Since this experience, we have asked each teacher to meet with the parents of their learning-disabled students at least twice a year. During this meeting teachers ask parents what type of behavior to expect and how to deal with it. The parents also assist in establishing realistic goals for the child.
Parents of a learning-disabled child experience significant stress and frustration. We have organized a support group to help them know that others understand and care. We occasionally invite guest speakers, but normally the parents just talk about their problems and the solutions they've found. Each session includes a Bible study.
PUTTING THEM TO WORK
Like anyone else in the church, the learning disabled need something to do. We employ adults with learning disabilities whenever possible, and we look for ministries within the church where they can be active. Some have joined the choir. Others work at registration tables during special meetings and as greeters. Still others help with routine things like setting up tables and chairs or cleaning up after meetings. My own son often goes with me to visit shut-ins.
Many learning-disabled people have had few successes in life and as a result have low self-esteem. Realizing this, we Iooked for things our children could participate in that would give them success.
Many learning-disabled people have good memories. We involved several in our Wednesday evening Scripture memory program. One parent, whose child was involved in this program, took her son to see a psychologist. After a couple of weeks, he asked her, "What does this child do on Wednesday evenings? This seems to be the only positive time in his life."
REACHING OUT
The time came when we decided we wanted to minister to learning-disabled children outside the church. In cooperation with the local school, we began a tutoring program for those with mild disabilities. Our tutors meet one hour each week with children referred by their teachers
The school doesn't permit any Christian content to the tutoring. Last year, of the sixteen children involved in tutoring, none had any connection with a church, but during their time in the program, eleven attended church events. One of them asked Jesus to be her Savior and began bringing her family to church. One of our elders has adopted another as his special project, and the child's parents are becoming receptive to the church.
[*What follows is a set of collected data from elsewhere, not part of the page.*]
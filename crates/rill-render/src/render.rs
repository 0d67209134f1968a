//! The rendering entry points.

use std::io;

use rill_dom::{Context, VNode};
use tracing::debug;

use crate::driver::RenderStream;
use crate::error::RenderError;
use crate::options::RenderOptions;
use crate::walker::{WalkEvent, Walker};

/// A configured renderer.
///
/// Holds the immutable per-render options; the root context is supplied
/// per call. Renders are independent: the renderer keeps no state between
/// calls, and concurrent renders share nothing mutable.
///
/// # Example
///
/// ```
/// use rill_dom::{Props, VNode, h};
/// use rill_render::{RenderOptions, Renderer};
///
/// let renderer = Renderer::with_options(RenderOptions::new().sort_attributes());
/// let html = renderer
///     .render_to_string(h("div", Props::new().attr("b", "2").attr("a", "1"), vec![]))
///     .unwrap();
/// assert_eq!(html, "<div a=\"1\" b=\"2\"></div>");
/// ```
#[derive(Debug, Clone, Default)]
pub struct Renderer {
	options: RenderOptions,
}

impl Renderer {
	/// Creates a renderer with default options.
	pub fn new() -> Self {
		Self::default()
	}

	/// Creates a renderer with the given options.
	pub fn with_options(options: RenderOptions) -> Self {
		Self { options }
	}

	/// The options this renderer applies.
	pub fn options(&self) -> &RenderOptions {
		&self.options
	}

	/// Renders a tree to a single string.
	pub fn render_to_string(&self, vnode: VNode) -> Result<String, RenderError> {
		self.render_to_string_in(vnode, Context::new())
	}

	/// Renders a tree to a single string under a root context.
	pub fn render_to_string_in(
		&self,
		vnode: VNode,
		context: Context,
	) -> Result<String, RenderError> {
		debug!(
			shallow = self.options.shallow,
			xml = self.options.xml,
			"rendering to string"
		);
		let mut walker = Walker::new(vnode, context, self.options.clone());
		let mut out = String::new();
		loop {
			match walker.step(&mut out)? {
				WalkEvent::Finished => return Ok(out),
				WalkEvent::Wrote | WalkEvent::Boundary => {}
			}
		}
	}

	/// Renders a tree as a chunk stream.
	pub fn render_to_stream(&self, vnode: VNode) -> RenderStream {
		self.render_to_stream_in(vnode, Context::new())
	}

	/// Renders a tree as a chunk stream under a root context.
	pub fn render_to_stream_in(&self, vnode: VNode, context: Context) -> RenderStream {
		debug!(
			shallow = self.options.shallow,
			xml = self.options.xml,
			"rendering to stream"
		);
		RenderStream::new(Walker::new(vnode, context, self.options.clone()))
	}

	/// Renders a tree into a caller-owned sink, flushing at chunk
	/// boundaries. Sink failures surface as [`RenderError::Sink`].
	pub fn render_to_writer<W: io::Write>(
		&self,
		vnode: VNode,
		writer: &mut W,
	) -> Result<(), RenderError> {
		self.render_to_writer_in(vnode, Context::new(), writer)
	}

	/// Renders a tree into a caller-owned sink under a root context.
	pub fn render_to_writer_in<W: io::Write>(
		&self,
		vnode: VNode,
		context: Context,
		writer: &mut W,
	) -> Result<(), RenderError> {
		let mut walker = Walker::new(vnode, context, self.options.clone());
		let mut buf = String::new();
		loop {
			match walker.step(&mut buf)? {
				WalkEvent::Wrote => {}
				WalkEvent::Boundary => {
					if !buf.is_empty() {
						writer.write_all(buf.as_bytes())?;
						buf.clear();
					}
				}
				WalkEvent::Finished => {
					if !buf.is_empty() {
						writer.write_all(buf.as_bytes())?;
					}
					return Ok(());
				}
			}
		}
	}
}

/// Renders a tree to a string with default options.
pub fn render_to_string(vnode: VNode) -> Result<String, RenderError> {
	Renderer::new().render_to_string(vnode)
}

/// Renders a tree to a string under a root context.
pub fn render_to_string_in(vnode: VNode, context: Context) -> Result<String, RenderError> {
	Renderer::new().render_to_string_in(vnode, context)
}

/// Renders a tree as a chunk stream with default options.
pub fn render_to_stream(vnode: VNode) -> RenderStream {
	Renderer::new().render_to_stream(vnode)
}

/// Renders a tree as a chunk stream under a root context.
pub fn render_to_stream_in(vnode: VNode, context: Context) -> RenderStream {
	Renderer::new().render_to_stream_in(vnode, context)
}

/// Renders shallowly: expansion stops at component boundaries, which emit
/// as pseudo-tags named by their display name.
pub fn shallow_render(vnode: VNode) -> Result<String, RenderError> {
	shallow_render_in(vnode, Context::new())
}

/// Shallow render under a root context.
pub fn shallow_render_in(vnode: VNode, context: Context) -> Result<String, RenderError> {
	Renderer::with_options(RenderOptions::new().shallow()).render_to_string_in(vnode, context)
}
Through this program we have discovered more needs than we can ever meet. The school principal recently told our tutoring coordinator, "I will send you as many students as you can provide workers."
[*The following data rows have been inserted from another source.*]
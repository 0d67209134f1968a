//! The tree walker: emits a virtual tree as markup fragments.
//!
//! The walk is an explicit work stack rather than recursion so the driver
//! can suspend it at any chunk boundary: each [`Walker::step`] processes
//! one frame and reports whether it wrote, crossed a boundary, or
//! finished. The caller decides when to keep going, which is what gives
//! the stream its back-pressure.

use std::fmt::Write as _;

use rill_dom::{AttrValue, Context, Element, Props, VNode};

use crate::attr::{AttrMode, is_unsafe_name, serialize_attributes};
use crate::encode::encode_entities;
use crate::error::RenderError;
use crate::options::RenderOptions;
use crate::runner::resolve_component;

/// HTML tags that never take a closing tag, keyed by lowercased name.
const VOID_ELEMENTS: [&str; 15] = [
	"area", "base", "br", "col", "embed", "hr", "img", "input", "keygen", "link", "meta", "param",
	"source", "track", "wbr",
];

fn is_void(tag: &str) -> bool {
	VOID_ELEMENTS.iter().any(|v| tag.eq_ignore_ascii_case(v))
}

/// What one step of the walk did.
pub(crate) enum WalkEvent {
	/// Fragments were appended (or nothing happened); keep stepping.
	Wrote,
	/// A component or element boundary was crossed. Nothing was written by
	/// this step; the driver may flush before continuing.
	Boundary,
	/// The walk is complete.
	Finished,
}

enum Frame {
	/// A node awaiting emission.
	Node {
		node: VNode,
		context: Context,
		svg: bool,
		root: bool,
	},
	/// An element whose boundary has been crossed; emit the open tag.
	Open {
		element: Element,
		context: Context,
		svg: bool,
	},
	/// Close an open element.
	Close { tag: String },
}

/// The walk state over one tree.
pub(crate) struct Walker {
	stack: Vec<Frame>,
	options: RenderOptions,
	/// An XML open tag whose `>` is deferred: if the element closes before
	/// anything else is emitted it self-closes instead.
	pending_open: bool,
}

impl Walker {
	pub(crate) fn new(root: VNode, context: Context, options: RenderOptions) -> Self {
		Self {
			stack: vec![Frame::Node {
				node: root,
				context,
				svg: false,
				root: true,
			}],
			options,
			pending_open: false,
		}
	}

	/// Processes one frame, appending any output to `out`.
	pub(crate) fn step(&mut self, out: &mut String) -> Result<WalkEvent, RenderError> {
		let Some(frame) = self.stack.pop() else {
			return Ok(WalkEvent::Finished);
		};
		match frame {
			Frame::Node {
				node,
				context,
				svg,
				root,
			} => self.step_node(node, context, svg, root, out),
			Frame::Open {
				element,
				context,
				svg,
			} => self.step_open(element, context, svg, out),
			Frame::Close { tag } => {
				if self.pending_open {
					self.pending_open = false;
					out.push_str(" />");
				} else {
					out.push_str("</");
					out.push_str(&tag);
					out.push('>');
				}
				Ok(WalkEvent::Wrote)
			}
		}
	}

	fn step_node(
		&mut self,
		node: VNode,
		context: Context,
		svg: bool,
		root: bool,
		out: &mut String,
	) -> Result<WalkEvent, RenderError> {
		match node {
			// Blank leaves emit nothing but still separate their siblings.
			VNode::Null | VNode::Bool(_) => Ok(WalkEvent::Wrote),
			VNode::Text(text) => {
				if !text.is_empty() {
					self.flush_pending(out);
					out.push_str(&encode_entities(&text));
				}
				Ok(WalkEvent::Wrote)
			}
			VNode::Int(n) => {
				self.flush_pending(out);
				let _ = write!(out, "{n}");
				Ok(WalkEvent::Wrote)
			}
			VNode::Float(n) => {
				self.flush_pending(out);
				let _ = write!(out, "{n}");
				Ok(WalkEvent::Wrote)
			}
			VNode::Fragment(items) => {
				for item in items.into_iter().rev() {
					self.stack.push(Frame::Node {
						node: item,
						context: context.clone(),
						svg,
						root,
					});
				}
				Ok(WalkEvent::Wrote)
			}
			VNode::Element(element) => {
				self.stack.push(Frame::Open {
					element: *element,
					context,
					svg,
				});
				Ok(WalkEvent::Boundary)
			}
			VNode::Component(component) => {
				let component = *component;
				if self.options.shallow && (!root || !self.options.shallow_high_order) {
					// Pseudo-tag: the component's display name rendered as
					// an element over its raw props and children.
					let element = Element {
						name: component.def.display_name().to_string(),
						attrs: component.props,
						children: component.children,
					};
					self.stack.push(Frame::Open {
						element,
						context,
						svg,
					});
					return Ok(WalkEvent::Boundary);
				}
				let resolved = resolve_component(component, &context)?;
				self.stack.push(Frame::Node {
					node: resolved.child,
					context: resolved.context,
					svg,
					root: false,
				});
				Ok(WalkEvent::Boundary)
			}
		}
	}

	fn step_open(
		&mut self,
		element: Element,
		context: Context,
		svg: bool,
		out: &mut String,
	) -> Result<WalkEvent, RenderError> {
		let Element {
			name,
			attrs,
			children,
		} = element;

		if is_unsafe_name(&name) {
			return Err(RenderError::InvalidNode { name });
		}

		self.flush_pending(out);

		// The element's own attributes see the inherited mode; `svg`
		// switches it on for the subtree, `foreignObject` switches it off.
		let child_svg = if name.eq_ignore_ascii_case("svg") {
			true
		} else if name.eq_ignore_ascii_case("foreignObject") {
			false
		} else {
			svg
		};

		out.push('<');
		out.push_str(&name);
		serialize_attributes(
			&attrs,
			AttrMode {
				xml: self.options.xml,
				svg,
				sort: self.options.sort_attributes,
			},
			out,
		);

		if let Some(html) = inner_html(&attrs) {
			out.push('>');
			out.push_str(&html);
			out.push_str("</");
			out.push_str(&name);
			out.push('>');
			return Ok(WalkEvent::Wrote);
		}

		if self.options.xml {
			self.pending_open = true;
			self.stack.push(Frame::Close { tag: name });
		} else if is_void(&name) {
			// Void elements never contain: self-close now, and let any
			// children render as following siblings.
			out.push_str(" />");
		} else {
			out.push('>');
			self.stack.push(Frame::Close { tag: name });
		}

		for child in children.into_iter().rev() {
			self.stack.push(Frame::Node {
				node: child,
				context: context.clone(),
				svg: child_svg,
				root: false,
			});
		}
		Ok(WalkEvent::Wrote)
	}

	fn flush_pending(&mut self, out: &mut String) {
		if self.pending_open {
			self.pending_open = false;
			out.push('>');
		}
	}
}

/// Raw markup substitution: present when the element carries a
/// `dangerouslySetInnerHTML` mapping with an `__html` entry.
fn inner_html(attrs: &Props) -> Option<String> {
	match attrs.get("dangerouslySetInnerHTML") {
		Some(AttrValue::Map(map)) => map.get("__html").map(|v| v.to_string()),
		_ => None,
	}
}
The program has indirectly given us opportunities to minister to family members. Two young girls in tutoring had older sisters involved in rival gangs. One Wednesday when the older sisters met while dropping off their sisters in our parking lot, they exchanged threats. The next Wednesday one of the older sisters did not return, but the other came with the rest of her gang looking for a fight. Someone from our church invited the gang members in for refreshments, and one of our leaders shared the gospel with them. The gang never met on our parking lot again, but some of them did return for youth activities.
We have put a lot of time and effort into making our church a place where the learning disabled will feel at home. I think my son and others like him who "want to love Jesus"' will find it a much easier place to give and receive his love. And we're finding that learning-disabled persons have a lot of love to give.